Afastou-se da FMLN, cujos ex-presidentes recentes são acusados ou enfrentam processos de corrupção, e da Arena, partido de direita que apoiava os militares durante a guerra civil. Ambas as forças políticas vinham sofrendo desgaste popular ao não encontrarem uma maneira de melhorar a crise econômica do país e ao não solucionarem a questão da violência com a predominância das "maras".

Filho de um rico empresário de origem palestina, Bukele, ao assumir, demitiu funcionários de carreira da administração pública e, no lugar deles, colocou nomes sem ligação com governos anteriores —arregimentados por irmãos e primos do presidente. Para Óscar Martínez, jornalista do Faro, a carreira política de Bukele sempre foi marcada pelo autoritarismo. "São dois pilares que o sustentam: a alta popularidade, que ele alimenta por meio de seu estilo e humor, e o enfraquecimento da oposição."

Para outro especialista nos conflitos da América Central, o americano Jon Lee Anderson, o eleitorado de Bukele vê nele um ídolo "quase religioso". "Nos anos pré-guerra civil, El Salvador era quase um país feudal e sempre foi muito conservador e religioso.

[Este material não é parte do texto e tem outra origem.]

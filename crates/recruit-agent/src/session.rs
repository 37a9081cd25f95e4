use std::sync::Arc;

use recruit_agent_core::{
    Agent, AgentBuilder, Error, RunInput, RunOutput, TranscriptSource,
};
use recruit_agent_model::ModelProvider;
use recruit_agent_openai_model::OpenAIProvider;

use crate::config::Config;
use crate::storage::{BucketStorage, OrchestratorBuckets};
use crate::tools::*;
use crate::traffit::TraffitClient;

const SYSTEM_PROMPT: &str = include_str!("./system_prompt.md");

/// A session builder.
///
/// See [`Session`].
pub struct SessionBuilder {
    agent_builder: AgentBuilder,
    storage: Option<Arc<dyn BucketStorage>>,
    traffit: Option<TraffitClient>,
}

impl SessionBuilder {
    /// Creates a session builder with a specified model provider and the
    /// default system prompt. No tools are attached yet.
    pub fn with_model_provider<M: ModelProvider + 'static>(
        provider: M,
    ) -> Self {
        let agent_builder = AgentBuilder::with_model_provider(provider)
            .with_system_prompt(SYSTEM_PROMPT.trim());
        Self {
            agent_builder,
            storage: None,
            traffit: None,
        }
    }

    /// Creates a session builder with the OpenAI provider and both tools,
    /// all set up from `config`.
    pub fn from_config(config: &Config) -> Self {
        Self::with_model_provider(OpenAIProvider::new(config.openai.clone()))
            .with_storage(OrchestratorBuckets::new(config.orchestrator.clone()))
            .with_traffit_client(TraffitClient::new(config.traffit.clone()))
            .with_max_turns(config.max_turns)
    }

    /// Sets the system prompt for the agent.
    #[inline]
    pub fn with_system_prompt<S: Into<String>>(mut self, prompt: S) -> Self {
        self.agent_builder = self.agent_builder.with_system_prompt(prompt);
        self
    }

    /// Enables the bucket file tool on top of `storage`.
    #[inline]
    pub fn with_storage(
        mut self,
        storage: impl BucketStorage + 'static,
    ) -> Self {
        self.storage = Some(Arc::new(storage));
        self
    }

    /// Enables the candidate lookup tool on top of `client`.
    #[inline]
    pub fn with_traffit_client(mut self, client: TraffitClient) -> Self {
        self.traffit = Some(client);
        self
    }

    /// Limits how many times the model is called in one run.
    #[inline]
    pub fn with_max_turns(mut self, max_turns: Option<usize>) -> Self {
        self.agent_builder = self.agent_builder.with_max_turns(max_turns);
        self
    }

    /// Attaches a callback to be invoked when a transcript is generated.
    #[inline]
    pub fn on_transcript(
        mut self,
        on_transcript: impl Fn(&str, TranscriptSource) + Send + Sync + 'static,
    ) -> Self {
        self.agent_builder = self.agent_builder.on_transcript(on_transcript);
        self
    }

    /// Builds a new session.
    pub fn build(self) -> Session {
        let mut agent_builder = self.agent_builder;
        if let Some(storage) = self.storage {
            agent_builder =
                agent_builder.with_tool(DownloadBucketFileTool::new(storage));
        }
        if let Some(client) = self.traffit {
            agent_builder =
                agent_builder.with_tool(TraffitCandidateTool::new(client));
        }

        Session {
            agent: agent_builder.build(),
        }
    }
}

/// A fully configured agent, ready to answer recruiting questions.
///
/// It is basically a wrapper around [`Agent`]. Runs are independent of
/// each other.
pub struct Session {
    agent: Agent,
}

impl Session {
    /// Answers one input.
    #[inline]
    pub async fn invoke(&self, input: RunInput) -> Result<RunOutput, Error> {
        self.agent.invoke(input).await
    }

    /// Answers one message and returns the answer text.
    pub async fn ask(&self, message: &str) -> Result<String, Error> {
        let output = self
            .invoke(RunInput {
                input_message: message.to_owned(),
            })
            .await?;
        Ok(output.result)
    }
}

De certo modo, isso ainda permanece, e é o contexto propício para o surgimento de um líder como ele, com apelo quase religioso."

As decisões de Bukele em geral são anunciadas pelo Twitter. Pede aos comandantes das Forças Armadas que realizem determinada ação, e os subordinados respondem com "sim, senhor" —também nas redes.

Bukele vem procurando meios de sufocar veículos de comunicação economicamente. Na quarta (5), a Assembleia Nacional reformou uma lei de redução de impostos que beneficiava jornais. De acordo com uma regra de 1950, jornais, revistas e livros vinculados à “livre difusão do pensamento” podiam importar papel e tinta sem pagar impostos.

Agora, a nova norma estabelece que as empresas jornalísticas “não gozarão de isenção tarifária na importação de matérias-primas, máquinas e equipamentos para impressão de materiais ou publicações que não se destinem diretamente a fins educacionais”.

O alvo, claro, são as publicações independentes que denunciaram os tratamentos abusivos em centros de detenção e os sinais da trégua acordada entre Bukele e as "maras". Com o controle do Congresso —o partido do presidente e aliados formam dois terços da Assembleia Nacional—, Bukele tem vantagem para aprovar propostas e mudar leis. Na falta de uma oposição forte, as instituições se tornaram os inimigos.

Num primeiro momento, os juízes destituídos alegaram inconstitucionalidade nas exonerações, mas logo depois se afastaram do debate e já não defendem a permanência no cargo. "Se havia dúvida de que Bukele não se preocupa com um governo com pesos e contrapesos, ela se dissipou agora", diz Martínez.